When you’re young, how do you know where to go? That’s in literal terms—where’s home? Which way is school? When I leave my friend’s house, how do I know which way to turn to get home for dinner?

Parents are constantly picking up and turning their toddlers in a different direction. Karate instructors do the same thing.

Kids in karate are constantly losing their way—think about the moves of Chon Ji (Heaven and Earth): Which way to turn first? Which way to turn next? It’s a very potent exercise in direction. It’s a grounding in feeling confident in which way to turn.

In life, parents want their kids to head in a direction that will do them well. Whether that’s toward college, toward business, toward the military, or toward independent, creative pursuits, parents want kids to head toward success and happiness.

Black belt training is effectively a precursor toward future success. Kids are put under pressure, but they’re also encouraged along the way.
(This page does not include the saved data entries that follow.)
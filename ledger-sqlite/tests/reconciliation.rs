mod common;

use common::{
    BudgetSeed, add_budget_line, dec, open_db, seed_actor, seed_budget, seed_currency,
    seed_invoice, seed_item_full, seed_provider, seed_provider_payment,
};
use ledger_core::{
    models::{
        BudgetId, Capability, CurrencyCode, ItemKind, LedgerFailure, MarginPolicy, NewCollection,
        NewDraw, PaymentMethod,
    },
    ports::{IdentityRepository, ReconciliationRepository},
};
use ledger_sqlite::Db;
use time::macros::date;

fn draw(budget: BudgetId, admin: ledger_core::models::ActorId, amount: &str) -> NewDraw {
    NewDraw {
        budget,
        admin,
        amount: dec(amount),
        currency: None,
        paid_on: date!(2026 - 08 - 20),
        method: PaymentMethod::Transfer,
        memo: None,
    }
}

/// A budget of one 1000 USD line under a 20% global margin: profit 200.
async fn profitable_budget(db: &Db) -> BudgetId {
    let budget = seed_budget(
        db,
        BudgetSeed {
            subtotal: "1000",
            use_global_margin: true,
            global_margin_pct: Some("20"),
            ..BudgetSeed::default()
        },
    )
    .await;
    let item = seed_item_full(db, ItemKind::Service, "full day tour", "0", None, "0").await;
    add_budget_line(db, budget, item, "1", "1000").await;
    budget
}

#[tokio::test]
async fn summary_reconciles_profit_against_payments() -> anyhow::Result<()> {
    let (db, _dir) = open_db().await;
    seed_currency(&db, "USD", "$").await;
    let budget = profitable_budget(&db).await;
    let provider = seed_provider(&db, "bus company").await;
    seed_provider_payment(&db, budget, provider, "300", "USD", "2026-08-10").await;

    let summary = db.budget_summary(budget).await?.expect("summary");
    assert_eq!(summary.currency, CurrencyCode::new("USD").unwrap());
    assert_eq!(summary.price_total, dec("1000.00"));
    assert_eq!(summary.agency_profit, dec("200.00"));
    assert_eq!(summary.margin_policy, MarginPolicy::GlobalPercentage);
    assert_eq!(summary.paid_to_providers, dec("300.00"));
    assert_eq!(summary.paid_to_admins, dec("0.00"));
    assert_eq!(summary.available_for_admin_draw, dec("200.00"));
    Ok(())
}

#[tokio::test]
async fn summary_of_missing_budget_is_not_found() -> anyhow::Result<()> {
    let (db, _dir) = open_db().await;
    let missing = db.budget_summary(BudgetId::generate()).await?;
    assert!(matches!(missing, Err(LedgerFailure::NotFound(_))));
    Ok(())
}

#[tokio::test]
async fn draw_decreases_availability_by_its_amount() -> anyhow::Result<()> {
    let (db, _dir) = open_db().await;
    seed_currency(&db, "USD", "$").await;
    let budget = profitable_budget(&db).await;
    let admin = seed_actor(&db, "marta", true).await;

    let before = db.budget_summary(budget).await?.expect("summary");
    let entry = db
        .record_admin_draw(draw(budget, admin, "150"))
        .await?
        .expect("draw recorded");
    assert_eq!(entry.amount, dec("150.00"));
    assert_eq!(
        entry.currency,
        CurrencyCode::new("USD").unwrap(),
        "currency defaults to the budget's"
    );

    let after = db.budget_summary(budget).await?.expect("summary");
    assert_eq!(
        before.available_for_admin_draw - after.available_for_admin_draw,
        dec("150.00")
    );
    Ok(())
}

#[tokio::test]
async fn overdraw_fails_and_leaves_the_ledger_untouched() -> anyhow::Result<()> {
    let (db, _dir) = open_db().await;
    seed_currency(&db, "USD", "$").await;
    let budget = profitable_budget(&db).await;
    let admin = seed_actor(&db, "marta", true).await;

    let refused = db.record_admin_draw(draw(budget, admin, "300")).await?;
    assert_eq!(
        refused,
        Err(LedgerFailure::LimitExceeded {
            requested: dec("300.00"),
            available: dec("200.00"),
        })
    );
    assert_eq!(common::count_rows(&db, "admin_draw").await, 0);

    // A draw up to the exact limit still passes.
    db.record_admin_draw(draw(budget, admin, "200"))
        .await?
        .expect("draw at the limit");
    let drained = db.record_admin_draw(draw(budget, admin, "0.01")).await?;
    assert!(matches!(drained, Err(LedgerFailure::LimitExceeded { .. })));
    Ok(())
}

#[tokio::test]
async fn draws_require_the_admin_capability() -> anyhow::Result<()> {
    let (db, _dir) = open_db().await;
    seed_currency(&db, "USD", "$").await;
    let budget = profitable_budget(&db).await;
    let clerk = seed_actor(&db, "tomas", false).await;

    let refused = db.record_admin_draw(draw(budget, clerk, "50")).await?;
    assert!(matches!(refused, Err(LedgerFailure::Forbidden(_))));

    let ghost = ledger_core::models::ActorId::generate();
    let missing = db.record_admin_draw(draw(budget, ghost, "50")).await?;
    assert!(matches!(missing, Err(LedgerFailure::NotFound(_))));

    let invalid = db.record_admin_draw(draw(budget, clerk, "-5")).await?;
    assert!(matches!(invalid, Err(LedgerFailure::InvalidArgument(_))));
    assert_eq!(common::count_rows(&db, "admin_draw").await, 0);
    Ok(())
}

#[tokio::test]
async fn capabilities_reflect_the_actor_table() -> anyhow::Result<()> {
    let (db, _dir) = open_db().await;
    let admin = seed_actor(&db, "marta", true).await;
    let clerk = seed_actor(&db, "tomas", false).await;

    let admin_caps = db.capabilities(admin).await?.expect("known actor");
    assert!(admin_caps.has(Capability::Admin));
    let clerk_caps = db.capabilities(clerk).await?.expect("known actor");
    assert!(!clerk_caps.has(Capability::Admin));
    assert!(
        db.capabilities(ledger_core::models::ActorId::generate())
            .await?
            .is_none()
    );
    Ok(())
}

#[tokio::test]
async fn provider_dues_net_costs_against_payments() -> anyhow::Result<()> {
    let (db, _dir) = open_db().await;
    seed_currency(&db, "USD", "$").await;
    let bus = seed_provider(&db, "bus company").await;
    let hotel = seed_provider(&db, "hotel").await;

    let budget = seed_budget(&db, BudgetSeed::default()).await;
    let transfer =
        seed_item_full(&db, ItemKind::Service, "transfer", "0", Some(bus), "80").await;
    let night = seed_item_full(&db, ItemKind::Service, "night", "0", Some(hotel), "120").await;
    let fee = seed_item_full(&db, ItemKind::Service, "booking fee", "0", None, "0").await;
    add_budget_line(&db, budget, transfer, "2", "100").await;
    add_budget_line(&db, budget, night, "3", "150").await;
    add_budget_line(&db, budget, fee, "1", "50").await;

    seed_provider_payment(&db, budget, bus, "100", "USD", "2026-08-10").await;
    seed_provider_payment(&db, budget, hotel, "500", "USD", "2026-08-11").await;

    let mut dues = db.provider_dues(budget).await?.expect("dues");
    dues.sort_by_key(|due| due.provider);
    let bus_due = dues.iter().find(|d| d.provider == bus).expect("bus due");
    assert_eq!(bus_due.total_cost, dec("160.00"));
    assert_eq!(bus_due.total_paid, dec("100.00"));
    assert_eq!(bus_due.pending, dec("60.00"));

    let hotel_due = dues.iter().find(|d| d.provider == hotel).expect("hotel due");
    assert_eq!(hotel_due.total_cost, dec("360.00"));
    assert_eq!(hotel_due.total_paid, dec("500.00"));
    assert_eq!(hotel_due.pending, dec("0.00"), "overpayment clamps at zero");

    assert_eq!(dues.len(), 2, "provider-less lines carry no dues");
    Ok(())
}

#[tokio::test]
async fn monthly_kpis_aggregate_over_the_creation_period() -> anyhow::Result<()> {
    let (db, _dir) = open_db().await;
    seed_currency(&db, "USD", "$").await;
    seed_currency(&db, "ARS", "$").await;
    let marta = seed_actor(&db, "marta", true).await;
    let diego = seed_actor(&db, "diego", true).await;

    // 20% of 1000 USD.
    let usd_budget = profitable_budget(&db).await;
    // Fixed 500 ARS.
    let ars_budget = seed_budget(
        &db,
        BudgetSeed {
            currency: "ARS",
            subtotal: "4000",
            use_global_margin: true,
            global_fixed_profit: Some("500"),
            created_on: "2026-08-15",
            ..BudgetSeed::default()
        },
    )
    .await;
    // Created outside the queried period.
    seed_budget(
        &db,
        BudgetSeed {
            subtotal: "9999",
            use_global_margin: true,
            global_margin_pct: Some("50"),
            created_on: "2026-07-10",
            ..BudgetSeed::default()
        },
    )
    .await;

    db.record_admin_draw(draw(usd_budget, marta, "100"))
        .await?
        .expect("draw");
    db.record_admin_draw(draw(ars_budget, diego, "50"))
        .await?
        .expect("draw");

    let kpis = db
        .monthly_kpis(date!(2026 - 08 - 01), date!(2026 - 08 - 31), Some(marta))
        .await?;
    assert_eq!(kpis.profit_total, dec("700.00"));
    assert_eq!(
        kpis.profit_by_currency.get(&CurrencyCode::new("USD").unwrap()),
        Some(&dec("200.00"))
    );
    assert_eq!(
        kpis.profit_by_currency.get(&CurrencyCode::new("ARS").unwrap()),
        Some(&dec("500.00"))
    );
    assert_eq!(kpis.draws_total, dec("150.00"));
    assert_eq!(kpis.draws_for_admin, dec("100.00"));
    assert_eq!(kpis.available_for_draw, dec("550.00"));
    Ok(())
}

#[tokio::test]
async fn period_collections_split_invoiced_collected_receivable() -> anyhow::Result<()> {
    let (db, _dir) = open_db().await;
    seed_currency(&db, "USD", "$").await;
    let budget = seed_budget(&db, BudgetSeed::default()).await;

    seed_invoice(&db, Some(budget), "2000", "USD", "paid", "2026-08-05").await;
    seed_invoice(&db, Some(budget), "1000", "USD", "issued", "2026-08-12").await;
    seed_invoice(&db, Some(budget), "500", "USD", "voided", "2026-08-15").await;
    // Outside the period.
    seed_invoice(&db, None, "800", "USD", "paid", "2026-07-20").await;

    db.record_client_collection(NewCollection {
        budget,
        amount: dec("250"),
        currency: None,
        paid_on: date!(2026 - 08 - 18),
        method: PaymentMethod::Cash,
        memo: Some("advance".into()),
    })
    .await?
    .expect("collection");

    let report = db
        .period_collections(date!(2026 - 08 - 01), date!(2026 - 08 - 31))
        .await?;
    assert_eq!(report.invoiced, dec("3500.00"));
    assert_eq!(report.collected, dec("2000.00"));
    assert_eq!(report.receivable, dec("1000.00"), "voided invoices never count");
    assert_eq!(report.direct_collections, dec("250.00"));
    Ok(())
}

#[tokio::test]
async fn collections_validate_and_default_their_currency() -> anyhow::Result<()> {
    let (db, _dir) = open_db().await;
    seed_currency(&db, "ARS", "$").await;
    let budget = seed_budget(
        &db,
        BudgetSeed {
            currency: "ARS",
            ..BudgetSeed::default()
        },
    )
    .await;

    let entry = db
        .record_client_collection(NewCollection {
            budget,
            amount: dec("100"),
            currency: None,
            paid_on: date!(2026 - 08 - 18),
            method: PaymentMethod::Transfer,
            memo: None,
        })
        .await?
        .expect("collection");
    assert_eq!(entry.currency, CurrencyCode::new("ARS").unwrap());

    let missing = db
        .record_client_collection(NewCollection {
            budget: BudgetId::generate(),
            amount: dec("100"),
            currency: None,
            paid_on: date!(2026 - 08 - 18),
            method: PaymentMethod::Transfer,
            memo: None,
        })
        .await?;
    assert!(matches!(missing, Err(LedgerFailure::NotFound(_))));

    let invalid = db
        .record_client_collection(NewCollection {
            budget,
            amount: dec("0"),
            currency: None,
            paid_on: date!(2026 - 08 - 18),
            method: PaymentMethod::Transfer,
            memo: None,
        })
        .await?;
    assert!(matches!(invalid, Err(LedgerFailure::InvalidArgument(_))));
    Ok(())
}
There’s a clear, if tough, direction mapped out: learn these techniques, which are physical, mental and social; apply them in practice, in front of others, and in competition; and take the confidence and strength you’ve gained into the world and your future life.

The experience of earning a black belt over four or six years builds independence in kids, no matter if they’re inclined toward hyperactivity or the opposite. If you’re curious about the black belt journey, click here to get started.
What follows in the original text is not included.